Dataset entries:
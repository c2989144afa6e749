use std::fs;
use std::path::{Path, PathBuf};

use anyhow::{Context, Result};
use clap::{Parser, Subcommand, ValueEnum};
use clap_complete::Shell;

use apigen_compiler::OutputFile;
use apigen_core::config::{self, ApigenConfig, CONFIG_FILE_NAME};
use apigen_core::input::{self, InputSource};
use apigen_core::ir::{IrModel, IrOperation};
use apigen_core::transform::{self, TransformOptions};
use apigen_core::{Diagnostics, SpecDocument, parse};
use apigen_plugins::Pipeline;

#[derive(Parser)]
#[command(name = "apigen", about = "OpenAPI 3.x to TypeScript code generator", version)]
struct Cli {
    #[command(subcommand)]
    command: Commands,
}

#[derive(Subcommand)]
enum Commands {
    /// Generate code from an OpenAPI document
    Generate {
        /// Path to the document (YAML or JSON). Defaults to `input` from the config
        #[arg(short, long)]
        input: Option<String>,

        /// Output directory. Defaults to `output` from the config
        #[arg(short, long)]
        output: Option<PathBuf>,
    },

    /// Validate an OpenAPI document
    Validate {
        /// Path to the document
        #[arg(short, long)]
        input: String,
    },

    /// Inspect the normalized IR of an OpenAPI document
    Inspect {
        /// Path to the document
        #[arg(short, long)]
        input: String,

        /// Output format
        #[arg(long, default_value = "yaml")]
        format: InspectFormat,

        /// Print the whole IR instead of a summary
        #[arg(long)]
        full: bool,
    },

    /// Initialize a new apigen configuration
    Init {
        /// Overwrite an existing config file
        #[arg(long)]
        force: bool,
    },

    /// Generate shell completions
    Completions {
        /// Shell to generate completions for
        shell: Shell,
    },
}

#[derive(Clone, ValueEnum)]
enum InspectFormat {
    Yaml,
    Json,
}

fn main() -> Result<()> {
    env_logger::init();

    let cli = Cli::parse();

    match cli.command {
        Commands::Generate { input, output } => cmd_generate(input, output),

        Commands::Validate { input } => cmd_validate(&input),

        Commands::Inspect {
            input,
            format,
            full,
        } => cmd_inspect(&input, format, full),

        Commands::Init { force } => cmd_init(force),

        Commands::Completions { shell } => {
            let mut cmd = <Cli as clap::CommandFactory>::command();
            clap_complete::generate(shell, &mut cmd, "apigen", &mut std::io::stdout());
            Ok(())
        }
    }
}

/// Load `.apigen.yaml` from the current directory, falling back to defaults.
fn load_project_config() -> Result<ApigenConfig> {
    let config_path = PathBuf::from(CONFIG_FILE_NAME);
    let config = config::load_config(&config_path)
        .with_context(|| format!("failed to load {}", config_path.display()))?;
    if config.is_none() {
        log::debug!("no {CONFIG_FILE_NAME} found, using defaults");
    }
    Ok(config.unwrap_or_default())
}

/// Read and parse a local document. Remote inputs are rejected with the URL
/// that would have to be downloaded.
fn read_document(raw: &str) -> Result<SpecDocument> {
    let path = match input::parse_input(raw)? {
        InputSource::Path(path) => path,
        source => {
            let url = source.remote_url().unwrap_or(raw);
            anyhow::bail!(
                "remote inputs are not fetched; download {url} and pass the file with --input"
            );
        }
    };

    let content =
        fs::read_to_string(&path).with_context(|| format!("failed to read {}", path.display()))?;
    let document = match path.extension().and_then(|e| e.to_str()) {
        Some("json") => parse::from_json(&content),
        _ => parse::from_yaml(&content),
    }
    .with_context(|| format!("failed to parse {}", path.display()))?;
    Ok(document)
}

fn load_ir(raw: &str, cfg: &ApigenConfig) -> Result<(IrModel, Diagnostics)> {
    let document = read_document(raw)?;
    let options = TransformOptions::from_config(cfg);
    let (ir, diagnostics) = transform::transform_with_options(&document, &options)?;
    Ok((ir, diagnostics))
}

fn report(diagnostics: &Diagnostics) {
    for diagnostic in diagnostics.iter() {
        eprintln!("  warning: {diagnostic}");
    }
}

/// Write or remove every output under `base`.
fn write_outputs(base: &Path, outputs: &[OutputFile]) -> Result<usize> {
    fs::create_dir_all(base)
        .with_context(|| format!("failed to create output directory {}", base.display()))?;
    let mut written = 0;
    for output in outputs {
        output.write(base)?;
        if output.content.is_some() {
            eprintln!("  wrote {}", base.join(&output.path).display());
            written += 1;
        }
    }
    Ok(written)
}

fn cmd_generate(input: Option<String>, output: Option<PathBuf>) -> Result<()> {
    let cfg = load_project_config()?;
    let input = input.unwrap_or_else(|| cfg.input.clone());
    let output_dir = output.unwrap_or_else(|| PathBuf::from(&cfg.output));

    let (ir, mut diagnostics) = load_ir(&input, &cfg)?;

    let pipeline = Pipeline::from_config(&cfg)?;
    eprintln!(
        "Generating {} → {} ({})",
        input,
        output_dir.display(),
        pipeline.order().join(", ")
    );

    let generated = pipeline.generate(&ir, &cfg)?;
    diagnostics.extend(generated.diagnostics);
    report(&diagnostics);

    let written = write_outputs(&output_dir, &generated.files)?;
    eprintln!("Generated {written} files in {}", output_dir.display());
    Ok(())
}

fn cmd_validate(input: &str) -> Result<()> {
    let document = read_document(input)?;
    let spec = &document.spec;

    eprintln!("Valid OpenAPI {} document: {}", spec.openapi, spec.info.title);
    eprintln!("  Version: {}", spec.info.version);
    eprintln!("  Paths: {}", spec.paths.len());
    eprintln!("  Webhooks: {}", spec.webhooks.len());
    if let Some(components) = &spec.components {
        eprintln!("  Schemas: {}", components.schemas.len());
    }

    let (ir, diagnostics) =
        transform::transform_with_options(&document, &TransformOptions::default())?;
    eprintln!("  Operations: {}", ir.operations().count());
    report(&diagnostics);

    eprintln!("Validation successful.");
    Ok(())
}

fn cmd_inspect(input: &str, format: InspectFormat, full: bool) -> Result<()> {
    let cfg = load_project_config()?;
    let (ir, diagnostics) = load_ir(input, &cfg)?;
    report(&diagnostics);

    let value = if full {
        serde_json::to_value(&ir)?
    } else {
        inspect_summary(&ir)
    };

    match format {
        InspectFormat::Yaml => print!("{}", serde_yaml_ng::to_string(&value)?),
        InspectFormat::Json => println!("{}", serde_json::to_string_pretty(&value)?),
    }
    Ok(())
}

fn inspect_summary(ir: &IrModel) -> serde_json::Value {
    let schemas: Vec<serde_json::Value> = ir
        .components
        .schemas
        .iter()
        .map(|(name, schema)| {
            serde_json::json!({
                "name": name,
                "type": schema.schema_type,
                "ref": schema.ref_path,
            })
        })
        .collect();

    let operation = |op: &IrOperation| {
        let paginated: Vec<&str> = [
            &op.parameters.path,
            &op.parameters.query,
            &op.parameters.header,
            &op.parameters.cookie,
        ]
        .into_iter()
        .flat_map(|group| group.values())
        .filter(|p| p.pagination.is_some())
        .map(|p| p.name.as_str())
        .collect();
        serde_json::json!({
            "id": op.id,
            "method": op.method.as_str(),
            "path": op.path,
            "tags": op.tags,
            "responses": op.responses.keys().collect::<Vec<_>>(),
            "pagination": paginated,
        })
    };

    serde_json::json!({
        "info": {
            "title": ir.info.title,
            "version": ir.info.version,
        },
        "servers": ir.servers.iter().map(|s| &s.url).collect::<Vec<_>>(),
        "schemas": schemas,
        "operations": ir.operations().map(operation).collect::<Vec<_>>(),
        "webhooks": ir.webhook_operations().map(operation).collect::<Vec<_>>(),
    })
}

fn cmd_init(force: bool) -> Result<()> {
    let config_path = PathBuf::from(CONFIG_FILE_NAME);

    if config_path.exists() && !force {
        anyhow::bail!(
            "{} already exists. Use --force to overwrite.",
            config_path.display()
        );
    }

    fs::write(&config_path, config::default_config_content())
        .with_context(|| format!("failed to write {}", config_path.display()))?;
    eprintln!("Created {}", config_path.display());
    Ok(())
}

=== REQUIRED ACTION ===
Taking the entries above, restate exactly those lines that fall between the line with "fn report(diagnostics: &Diagnostics)" and the line with "fs::create_dir_all(base)", keeping both of those lines too.

=== TASK RESULT ===
fn report(diagnostics: &Diagnostics) {
    for diagnostic in diagnostics.iter() {
        eprintln!("  warning: {diagnostic}");
    }
}

/// Write or remove every output under `base`.
fn write_outputs(base: &Path, outputs: &[OutputFile]) -> Result<usize> {
    fs::create_dir_all(base)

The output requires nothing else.